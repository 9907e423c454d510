//! Decorator Requests API

use axum::{
    extract::{Path, State},
    Json,
};
use serde::Serialize;
use std::sync::Arc;
use utoipa::ToSchema;
use utoipa_axum::{router::OpenApiRouter, routes};

use crate::promotion::entity::{PromotionRequest, RequestStatus};
use crate::promotion::operations::{
    ApproveRequestCommand, ApproveRequestUseCase, PromotionRequested, RejectRequestCommand,
    RejectRequestUseCase, RequestApproved, RequestPromotionCommand, RequestPromotionUseCase,
    RequestRejected,
};
use crate::promotion::repository::PromotionRequestRepository;
use crate::shared::error::PlatformError;
use crate::shared::middleware::AdminOnly;
use crate::user::repository::UserRepository;
use crate::usecase::{ExecutionContext, UseCaseResult};

#[derive(Debug, Serialize, ToSchema)]
#[serde(rename_all = "camelCase")]
pub struct PromotionRequestResponse {
    #[serde(rename = "_id")]
    pub id: String,
    pub name: String,
    pub email: String,
    pub division: String,
    pub district: String,
    pub phone: String,
    pub role: String,
    pub status: RequestStatus,
    pub requested_at: String,
    #[serde(skip_serializing_if = "Option::is_none")]
    pub approved_at: Option<String>,
    #[serde(skip_serializing_if = "Option::is_none")]
    pub rejected_at: Option<String>,
}

impl From<PromotionRequest> for PromotionRequestResponse {
    fn from(r: PromotionRequest) -> Self {
        Self {
            id: r.id_hex(),
            name: r.name,
            email: r.email,
            division: r.division,
            district: r.district,
            phone: r.phone,
            role: r.role,
            status: r.status,
            requested_at: r.requested_at.to_rfc3339(),
            approved_at: r.approved_at.map(|t| t.to_rfc3339()),
            rejected_at: r.rejected_at.map(|t| t.to_rfc3339()),
        }
    }
}

#[derive(Clone)]
pub struct PromotionRequestsState {
    pub requests: Arc<dyn PromotionRequestRepository>,
    pub request_use_case: Arc<RequestPromotionUseCase>,
    pub approve_use_case: Arc<ApproveRequestUseCase>,
    pub reject_use_case: Arc<RejectRequestUseCase>,
}

impl PromotionRequestsState {
    pub fn new(requests: Arc<dyn PromotionRequestRepository>, users: Arc<dyn UserRepository>) -> Self {
        Self {
            request_use_case: Arc::new(RequestPromotionUseCase::new(requests.clone())),
            approve_use_case: Arc::new(ApproveRequestUseCase::new(requests.clone(), users)),
            reject_use_case: Arc::new(RejectRequestUseCase::new(requests.clone())),
            requests,
        }
    }
}

/// Apply to become a decorator
#[utoipa::path(
    post,
    path = "/decorator-requests",
    tag = "decorator-requests",
    request_body = RequestPromotionCommand,
    responses(
        (status = 200, description = "Request submitted", body = PromotionRequested),
        (status = 400, description = "Missing fields"),
        (status = 409, description = "A pending or approved request already exists")
    )
)]
pub async fn submit_request(
    State(state): State<PromotionRequestsState>,
    Json(command): Json<RequestPromotionCommand>,
) -> Result<Json<PromotionRequested>, PlatformError> {
    match state.request_use_case.execute(command, ExecutionContext::anonymous()).await {
        UseCaseResult::Success(requested) => Ok(Json(requested)),
        UseCaseResult::Failure(err) => Err(err.into()),
    }
}

/// List promotion requests, newest first
#[utoipa::path(
    get,
    path = "/decorator-requests",
    tag = "decorator-requests",
    responses(
        (status = 200, description = "All requests", body = Vec<PromotionRequestResponse>)
    )
)]
pub async fn list_requests(
    State(state): State<PromotionRequestsState>,
) -> Result<Json<Vec<PromotionRequestResponse>>, PlatformError> {
    let requests = state.requests.find_all().await?;
    Ok(Json(requests.into_iter().map(PromotionRequestResponse::from).collect()))
}

/// Approve a request and promote the user
#[utoipa::path(
    patch,
    path = "/decorator-requests/approve/{id}",
    tag = "decorator-requests",
    params(
        ("id" = String, Path, description = "Request ID")
    ),
    responses(
        (status = 200, description = "Request approved", body = RequestApproved),
        (status = 404, description = "Request not found"),
        (status = 500, description = "Request approved but user not promoted")
    )
)]
pub async fn approve_request(
    State(state): State<PromotionRequestsState>,
    Path(id): Path<String>,
) -> Result<Json<RequestApproved>, PlatformError> {
    let command = ApproveRequestCommand { request_id: id };

    match state.approve_use_case.execute(command, ExecutionContext::anonymous()).await {
        UseCaseResult::Success(approved) => Ok(Json(approved)),
        UseCaseResult::Failure(err) => Err(err.into()),
    }
}

/// Reject a request
#[utoipa::path(
    patch,
    path = "/decorator-requests/reject/{id}",
    tag = "decorator-requests",
    params(
        ("id" = String, Path, description = "Request ID")
    ),
    responses(
        (status = 200, description = "Request rejected", body = RequestRejected),
        (status = 403, description = "Caller is not an admin"),
        (status = 404, description = "Request not found")
    ),
    security(("bearer_auth" = []))
)]
pub async fn reject_request(
    State(state): State<PromotionRequestsState>,
    auth: AdminOnly,
    Path(id): Path<String>,
) -> Result<Json<RequestRejected>, PlatformError> {
    let command = RejectRequestCommand { request_id: id };
    let ctx = ExecutionContext::create(auth.email.clone());

    match state.reject_use_case.execute(command, ctx).await {
        UseCaseResult::Success(rejected) => Ok(Json(rejected)),
        UseCaseResult::Failure(err) => Err(err.into()),
    }
}

/// Create decorator requests router
pub fn promotion_requests_router(state: PromotionRequestsState) -> OpenApiRouter {
    OpenApiRouter::new()
        .routes(routes!(submit_request, list_requests))
        .routes(routes!(approve_request))
        .routes(routes!(reject_request))
        .with_state(state)
}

▶ _Exercise objective_:
Return all lines in the entries above that carry the word "Self".

▶ _Solution for this problem_:
    fn from(r: PromotionRequest) -> Self {
        Self {
    pub fn new(requests: Arc<dyn PromotionRequestRepository>, users: Arc<dyn UserRepository>) -> Self {
        Self {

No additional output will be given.